- **Task goal**
Return every line of the data exactly as it stands.

Extracted data entries:
-- Opening Marker --
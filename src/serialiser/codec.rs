//! Encoding of [`PropertyValue`]s as typed XML value elements.
//!
//! ```text
//! <Property name="FileName">
//!   <stringlist><string>a.txt</string><string>b.txt</string></stringlist>
//! </Property>
//! ```

use crate::model::{AdvanceParameter, ComponentType, PropertyValue};
use crate::serialiser::xml::XmlElement;
use std::str::FromStr;

fn string_element(s: &str) -> XmlElement {
    XmlElement::new("string").with_text(s)
}

fn string_list_element(list: &[String]) -> XmlElement {
    list.iter()
        .fold(XmlElement::new("stringlist"), |el, s| el.with_child(string_element(s)))
}

fn list_string_list_element(lists: &[Vec<String>]) -> XmlElement {
    lists.iter().fold(XmlElement::new("list_stringlist"), |el, l| {
        el.with_child(string_list_element(l))
    })
}

/// Encode a value as its typed element.
pub fn encode_value(value: &PropertyValue) -> XmlElement {
    match value {
        PropertyValue::String(s) => string_element(s),
        PropertyValue::StringList(l) => string_list_element(l),
        PropertyValue::ListStringList(l) => list_string_list_element(l),
        PropertyValue::ListListStringList(l) => l
            .iter()
            .fold(XmlElement::new("list_list_stringlist"), |el, inner| {
                el.with_child(list_string_list_element(inner))
            }),
        PropertyValue::ComponentType(t) => XmlElement::new("component_type").with_text(t.as_str()),
        PropertyValue::AdvanceParameter(p) => {
            XmlElement::new("advance_parameter").with_text(p.symbol())
        }
        PropertyValue::Bool(b) => {
            XmlElement::new("bool").with_text(if *b { "true" } else { "false" })
        }
        other => XmlElement::new(other.type_tag()).with_text(scalar_text(other)),
    }
}

fn scalar_text(value: &PropertyValue) -> String {
    match value {
        PropertyValue::UChar(v) => v.to_string(),
        PropertyValue::Char(v) => v.to_string(),
        PropertyValue::UShort(v) => v.to_string(),
        PropertyValue::Short(v) => v.to_string(),
        PropertyValue::UInt(v) => v.to_string(),
        PropertyValue::Int(v) => v.to_string(),
        PropertyValue::ULong(v) => v.to_string(),
        PropertyValue::Long(v) => v.to_string(),
        PropertyValue::Float(v) => v.to_string(),
        PropertyValue::Double(v) => v.to_string(),
        _ => String::new(),
    }
}

/// Strip carriage returns that directly precede a line feed; keep all others.
pub fn remove_surplus_cr(input: &str) -> String {
    let mut out = String::with_capacity(input.len());
    let mut pending_cr = 0usize;
    for c in input.chars() {
        match c {
            '\r' => pending_cr += 1,
            '\n' => {
                pending_cr = 0;
                out.push('\n');
            }
            other => {
                out.extend(std::iter::repeat('\r').take(pending_cr));
                pending_cr = 0;
                out.push(other);
            }
        }
    }
    out.extend(std::iter::repeat('\r').take(pending_cr));
    out
}

fn decode_strings(element: &XmlElement) -> Vec<String> {
    element
        .elements()
        .map(|s| remove_surplus_cr(&s.text()))
        .collect()
}

fn decode_list_strings(element: &XmlElement) -> Vec<Vec<String>> {
    element.elements().map(decode_strings).collect()
}

fn parse<T: FromStr>(element: &XmlElement) -> Option<T> {
    element.text().trim().parse().ok()
}

/// Decode the first value element inside a `Property` element.
///
/// `None` when there is no value element, the tag is unknown or a number
/// does not parse; the caller leaves the property at its default.
pub fn decode_property(property: &XmlElement) -> Option<PropertyValue> {
    property.elements().next().and_then(decode_value)
}

/// Decode a typed value element.
pub fn decode_value(element: &XmlElement) -> Option<PropertyValue> {
    let value = match element.name.as_str() {
        "string" => PropertyValue::String(remove_surplus_cr(&element.text())),
        "stringlist" => PropertyValue::StringList(decode_strings(element)),
        "list_stringlist" => PropertyValue::ListStringList(decode_list_strings(element)),
        "list_list_stringlist" => PropertyValue::ListListStringList(
            element.elements().map(decode_list_strings).collect(),
        ),
        "component_type" => {
            PropertyValue::ComponentType(ComponentType::from_name(&element.text()))
        }
        "advance_parameter" => {
            PropertyValue::AdvanceParameter(AdvanceParameter::from_symbol(element.text().trim())?)
        }
        "uchar" => PropertyValue::UChar(parse(element)?),
        "char" => PropertyValue::Char(parse(element)?),
        "ushort" => PropertyValue::UShort(parse(element)?),
        "short" => PropertyValue::Short(parse(element)?),
        "uint" => PropertyValue::UInt(parse(element)?),
        "int" => PropertyValue::Int(parse(element)?),
        "ulong" => PropertyValue::ULong(parse(element)?),
        "long" => PropertyValue::Long(parse(element)?),
        "float" => PropertyValue::Float(parse(element)?),
        "double" => PropertyValue::Double(parse(element)?),
        "bool" => PropertyValue::Bool(element.text().trim() == "true"),
        _ => return None,
    };
    Some(value)
}

#[cfg(test)]
mod tests {
    use super::*;
    use crate::serialiser::xml::{parse_document, write_document};
    use proptest::prelude::*;

    #[test]
    fn test_remove_surplus_cr() {
        assert_eq!(remove_surplus_cr("a\r\nb"), "a\nb");
        assert_eq!(remove_surplus_cr("a\r\r\nb"), "a\nb");
        assert_eq!(remove_surplus_cr("a\rb"), "a\rb");
        assert_eq!(remove_surplus_cr("trailing\r"), "trailing\r");
    }

    #[test]
    fn test_nested_lists() {
        let value = PropertyValue::ListListStringList(vec![
            vec![vec!["a".into()], vec![]],
            vec![vec!["b".into(), "c".into()]],
        ]);
        let element = encode_value(&value);
        assert_eq!(element.name, "list_list_stringlist");
        assert_eq!(decode_value(&element), Some(value));
    }

    #[test]
    fn test_malformed_numbers_are_skipped() {
        let element = XmlElement::new("int").with_text("twelve");
        assert_eq!(decode_value(&element), None);
        let element = XmlElement::new("uchar").with_text("300");
        assert_eq!(decode_value(&element), None);
        let element = XmlElement::new("double").with_text(" 2.5 ");
        assert_eq!(decode_value(&element), Some(PropertyValue::Double(2.5)));
    }

    #[test]
    fn test_enumerations() {
        let element = XmlElement::new("advance_parameter").with_text("NM_CYCLE");
        assert_eq!(
            decode_value(&element),
            Some(PropertyValue::AdvanceParameter(AdvanceParameter::Cycle))
        );
        let element = XmlElement::new("advance_parameter").with_text("NM_SOMETIMES");
        assert_eq!(decode_value(&element), None);
        let element = XmlElement::new("bool").with_text("yes");
        assert_eq!(decode_value(&element), Some(PropertyValue::Bool(false)));
    }

    proptest! {
        #[test]
        fn prop_strings_keep_lone_carriage_returns(s in "[a-z\r\n ]{0,24}") {
            let value = PropertyValue::String(s.clone());
            let doc = XmlElement::new("Property").with_child(encode_value(&value));
            let text = write_document(&doc, 2).unwrap();
            let parsed = parse_document(&text).unwrap();
            let decoded = decode_property(&parsed);
            prop_assert_eq!(decoded, Some(PropertyValue::String(remove_surplus_cr(&s))));
        }
    }
}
-- Closing Marker --
- **Solved exercise**
filename src/serialiser/codec.rs
//! Encoding of [`PropertyValue`]s as typed XML value elements.
//!
//! ```text
//! <Property name="FileName">
//!   <stringlist><string>a.txt</string><string>b.txt</string></stringlist>
//! </Property>
//! ```

use crate::model::{AdvanceParameter, ComponentType, PropertyValue};
use crate::serialiser::xml::XmlElement;
use std::str::FromStr;

fn string_element(s: &str) -> XmlElement {
    XmlElement::new("string").with_text(s)
}

fn string_list_element(list: &[String]) -> XmlElement {
    list.iter()
        .fold(XmlElement::new("stringlist"), |el, s| el.with_child(string_element(s)))
}

fn list_string_list_element(lists: &[Vec<String>]) -> XmlElement {
    lists.iter().fold(XmlElement::new("list_stringlist"), |el, l| {
        el.with_child(string_list_element(l))
    })
}

/// Encode a value as its typed element.
pub fn encode_value(value: &PropertyValue) -> XmlElement {
    match value {
        PropertyValue::String(s) => string_element(s),
        PropertyValue::StringList(l) => string_list_element(l),
        PropertyValue::ListStringList(l) => list_string_list_element(l),
        PropertyValue::ListListStringList(l) => l
            .iter()
            .fold(XmlElement::new("list_list_stringlist"), |el, inner| {
                el.with_child(list_string_list_element(inner))
            }),
        PropertyValue::ComponentType(t) => XmlElement::new("component_type").with_text(t.as_str()),
        PropertyValue::AdvanceParameter(p) => {
            XmlElement::new("advance_parameter").with_text(p.symbol())
        }
        PropertyValue::Bool(b) => {
            XmlElement::new("bool").with_text(if *b { "true" } else { "false" })
        }
        other => XmlElement::new(other.type_tag()).with_text(scalar_text(other)),
    }
}

fn scalar_text(value: &PropertyValue) -> String {
    match value {
        PropertyValue::UChar(v) => v.to_string(),
        PropertyValue::Char(v) => v.to_string(),
        PropertyValue::UShort(v) => v.to_string(),
        PropertyValue::Short(v) => v.to_string(),
        PropertyValue::UInt(v) => v.to_string(),
        PropertyValue::Int(v) => v.to_string(),
        PropertyValue::ULong(v) => v.to_string(),
        PropertyValue::Long(v) => v.to_string(),
        PropertyValue::Float(v) => v.to_string(),
        PropertyValue::Double(v) => v.to_string(),
        _ => String::new(),
    }
}

/// Strip carriage returns that directly precede a line feed; keep all others.
pub fn remove_surplus_cr(input: &str) -> String {
    let mut out = String::with_capacity(input.len());
    let mut pending_cr = 0usize;
    for c in input.chars() {
        match c {
            '\r' => pending_cr += 1,
            '\n' => {
                pending_cr = 0;
                out.push('\n');
            }
            other => {
                out.extend(std::iter::repeat('\r').take(pending_cr));
                pending_cr = 0;
                out.push(other);
            }
        }
    }
    out.extend(std::iter::repeat('\r').take(pending_cr));
    out
}

fn decode_strings(element: &XmlElement) -> Vec<String> {
    element
        .elements()
        .map(|s| remove_surplus_cr(&s.text()))
        .collect()
}

fn decode_list_strings(element: &XmlElement) -> Vec<Vec<String>> {
    element.elements().map(decode_strings).collect()
}

fn parse<T: FromStr>(element: &XmlElement) -> Option<T> {
    element.text().trim().parse().ok()
}

/// Decode the first value element inside a `Property` element.
///
/// `None` when there is no value element, the tag is unknown or a number
/// does not parse; the caller leaves the property at its default.
pub fn decode_property(property: &XmlElement) -> Option<PropertyValue> {
    property.elements().next().and_then(decode_value)
}

/// Decode a typed value element.
pub fn decode_value(element: &XmlElement) -> Option<PropertyValue> {
    let value = match element.name.as_str() {
        "string" => PropertyValue::String(remove_surplus_cr(&element.text())),
        "stringlist" => PropertyValue::StringList(decode_strings(element)),
        "list_stringlist" => PropertyValue::ListStringList(decode_list_strings(element)),
        "list_list_stringlist" => PropertyValue::ListListStringList(
            element.elements().map(decode_list_strings).collect(),
        ),
        "component_type" => {
            PropertyValue::ComponentType(ComponentType::from_name(&element.text()))
        }
        "advance_parameter" => {
            PropertyValue::AdvanceParameter(AdvanceParameter::from_symbol(element.text().trim())?)
        }
        "uchar" => PropertyValue::UChar(parse(element)?),
        "char" => PropertyValue::Char(parse(element)?),
        "ushort" => PropertyValue::UShort(parse(element)?),
        "short" => PropertyValue::Short(parse(element)?),
        "uint" => PropertyValue::UInt(parse(element)?),
        "int" => PropertyValue::Int(parse(element)?),
        "ulong" => PropertyValue::ULong(parse(element)?),
        "long" => PropertyValue::Long(parse(element)?),
        "float" => PropertyValue::Float(parse(element)?),
        "double" => PropertyValue::Double(parse(element)?),
        "bool" => PropertyValue::Bool(element.text().trim() == "true"),
        _ => return None,
    };
    Some(value)
}

#[cfg(test)]
mod tests {
    use super::*;
    use crate::serialiser::xml::{parse_document, write_document};
    use proptest::prelude::*;

    #[test]
    fn test_remove_surplus_cr() {
        assert_eq!(remove_surplus_cr("a\r\nb"), "a\nb");
        assert_eq!(remove_surplus_cr("a\r\r\nb"), "a\nb");
        assert_eq!(remove_surplus_cr("a\rb"), "a\rb");
        assert_eq!(remove_surplus_cr("trailing\r"), "trailing\r");
    }

    #[test]
    fn test_nested_lists() {
        let value = PropertyValue::ListListStringList(vec![
            vec![vec!["a".into()], vec![]],
            vec![vec!["b".into(), "c".into()]],
        ]);
        let element = encode_value(&value);
        assert_eq!(element.name, "list_list_stringlist");
        assert_eq!(decode_value(&element), Some(value));
    }

    #[test]
    fn test_malformed_numbers_are_skipped() {
        let element = XmlElement::new("int").with_text("twelve");
        assert_eq!(decode_value(&element), None);
        let element = XmlElement::new("uchar").with_text("300");
        assert_eq!(decode_value(&element), None);
        let element = XmlElement::new("double").with_text(" 2.5 ");
        assert_eq!(decode_value(&element), Some(PropertyValue::Double(2.5)));
    }

    #[test]
    fn test_enumerations() {
        let element = XmlElement::new("advance_parameter").with_text("NM_CYCLE");
        assert_eq!(
            decode_value(&element),
            Some(PropertyValue::AdvanceParameter(AdvanceParameter::Cycle))
        );
        let element = XmlElement::new("advance_parameter").with_text("NM_SOMETIMES");
        assert_eq!(decode_value(&element), None);
        let element = XmlElement::new("bool").with_text("yes");
        assert_eq!(decode_value(&element), Some(PropertyValue::Bool(false)));
    }

    proptest! {
        #[test]
        fn prop_strings_keep_lone_carriage_returns(s in "[a-z\r\n ]{0,24}") {
            let value = PropertyValue::String(s.clone());
            let doc = XmlElement::new("Property").with_child(encode_value(&value));
            let text = write_document(&doc, 2).unwrap();
            let parsed = parse_document(&text).unwrap();
            let decoded = decode_property(&parsed);
            prop_assert_eq!(decoded, Some(PropertyValue::String(remove_surplus_cr(&s))));
        }
    }
}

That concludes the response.